=== What you will do ===
Below are the records; tally the lines in them that include the word "hydrated" and reply with the number alone.

=== The records ===

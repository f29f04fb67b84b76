// Copyright (C) 2024 Lattice Search, Inc.
//
// Lattice Search is offered under the AGPL v3.0 and as commercial software.
// For commercial licensing, contact us at hello@latticesearch.io.
//
// AGPL:
// This program is free software: you can redistribute it and/or modify
// it under the terms of the GNU Affero General Public License as
// published by the Free Software Foundation, either version 3 of the
// License, or (at your option) any later version.
//
// This program is distributed in the hope that it will be useful,
// but WITHOUT ANY WARRANTY; without even the implied warranty of
// MERCHANTABILITY or FITNESS FOR A PARTICULAR PURPOSE. See the
// GNU Affero General Public License for more details.
//
// You should have received a copy of the GNU Affero General Public License
// along with this program. If not, see <http://www.gnu.org/licenses/>.

use std::collections::HashMap;

use lattice_query::SearchQuery;
use lattice_schema::FieldValue;
use serde::{Deserialize, Serialize};

/// A client-supplied routing hint (§6.5): when the caller already knows
/// which keys it cares about, it can narrow the broker's shard fan-out
/// instead of paying for a broadcast to every shard.
#[derive(Debug, Clone, PartialEq, Serialize, Deserialize)]
#[serde(tag = "mode", rename_all = "snake_case")]
pub enum RoutingHint {
    /// Broadcast to every shard (the default when no hint is given).
    None,
    /// Route only to the shard(s) owning these primary-key-shaped keys.
    ByKey { keys: Vec<String> },
    /// Route only to these pre-resolved micro-shard ids.
    ByMicroShards { micro_shards: Vec<u32> },
}

impl Default for RoutingHint {
    fn default() -> Self {
        RoutingHint::None
    }
}

/// `root_search` request (§6.1): what a client sends the broker.
#[derive(Debug, Clone, PartialEq, Serialize, Deserialize)]
pub struct RootSearchRequest {
    pub query: SearchQuery,
    #[serde(default)]
    pub routing_hint: RoutingHint,
    /// Values for the names the query declares under `contextFeatures`
    /// (§4.1, §4.3.1): request-scoped scalars the caller already computed
    /// (e.g. a freshness weight), not anything stored in the index.
    #[serde(default)]
    pub context_features: HashMap<String, f64>,
}

/// A document identity the collector can sort/tie-break on, in absolute
/// (broker-visible) coordinates: `(shard_id, global_doc_id)`.
#[derive(Debug, Clone, Copy, PartialEq, Eq, PartialOrd, Ord, Serialize, Deserialize)]
pub struct GlobalDocId {
    pub shard_id: u32,
    pub global_doc_id: u64,
}

/// The encoded phased-sort key for one hit, plus the tie-breaking id
/// (§4.3.1). Comparing two `SortKeyValue`s lexicographically on
/// `components` then `doc_id` reproduces the user's requested ordering
/// exactly, and is also the `(shardId, globalDocId)` tie-break the broker's
/// k-way merge uses (§4.8.2).
#[derive(Debug, Clone, PartialEq, Eq, PartialOrd, Ord, Serialize, Deserialize)]
pub struct SortKeyValue {
    pub components: Vec<u64>,
    pub doc_id: GlobalDocId,
}

/// A single hit as the client sees it, already hydrated (§4.4, §6.1).
/// Attached children are carried out-of-line in the enclosing response's
/// flat `children` pool (FLAT_NORMALIZED, §6.1): `child_document_offsets`
/// maps a foreign-key field name to indices into that pool rather than
/// nesting full `Hit`s inline.
#[derive(Debug, Clone, PartialEq, Serialize, Deserialize)]
pub struct Hit {
    pub primary_key: String,
    pub global_doc_id: u64,
    pub shard_id: u32,
    pub score: f32,
    pub sort_key: SortKeyValue,
    pub fields: HashMap<String, FieldValue>,
    #[serde(default)]
    pub child_document_offsets: HashMap<String, Vec<usize>>,
    /// Populated when `query.groupBy` was set: the other members of this
    /// hit's group beyond the representative one (§4.3.3). Collapsed
    /// shard-local by the collector before hydration, so it only merges
    /// documents that land on the same shard; never flattened into
    /// `children`.
    #[serde(default)]
    pub group_members: Vec<Hit>,
}

/// One bucket of a term-count or histogram facet (§4.3.3, §4.8.3).
#[derive(Debug, Clone, PartialEq, Serialize, Deserialize)]
pub struct FacetBucket {
    pub key: String,
    pub count: u64,
}

#[derive(Debug, Clone, PartialEq, Serialize, Deserialize)]
pub struct FacetResult {
    pub field: String,
    pub buckets: Vec<FacetBucket>,
}

/// `root_search` response (§6.1).
#[derive(Debug, Clone, PartialEq, Serialize, Deserialize)]
pub struct RootSearchResponse {
    pub total_hits: u64,
    pub documents: Vec<Hit>,
    /// Flat pool every `documents[i].child_document_offsets` indexes into.
    #[serde(default)]
    pub children: Vec<Hit>,
    pub facets: Vec<FacetResult>,
    /// `true` if `totalHits` is an estimate because at least one shard hit
    /// the facet-count threshold before scanning all of its matches (§4.3.3).
    pub facets_approximate: bool,
    /// Non-empty only when some, but not all, shards failed or timed out
    /// (§7, §4.8).
    pub failed_shards: Vec<u32>,
}

/// `leaf_search` request (§6.2): what the broker sends a searcher for one
/// shard. The query has already been planned and (partially) compiled by
/// the broker's Join Executor; the searcher finishes compiling it against
/// its own namespace and executes it directly.
#[derive(Debug, Clone, PartialEq, Serialize, Deserialize)]
pub struct LeafSearchRequest {
    pub shard_id: u32,
    pub query: SearchQuery,
    pub requires_scoring: bool,
    /// Values for `query.contextFeatures`, forwarded unchanged from the
    /// `RootSearchRequest` (§4.1, §4.3.1).
    #[serde(default)]
    pub context_features: HashMap<String, f64>,
}

/// `leaf_search` response (§6.2): already-hydrated hits, since this build
/// collapses the collector and hydrator into a single per-shard round trip
/// rather than a second `fetch_docs` call (§4.3, §4.4).
#[derive(Debug, Clone, PartialEq, Serialize, Deserialize)]
pub struct LeafSearchResponse {
    pub shard_id: u32,
    pub total_hits: u64,
    pub hits: Vec<Hit>,
    #[serde(default)]
    pub children: Vec<Hit>,
    pub facets: Vec<FacetResult>,
    pub facets_approximate: bool,
}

=== Solution below ===
2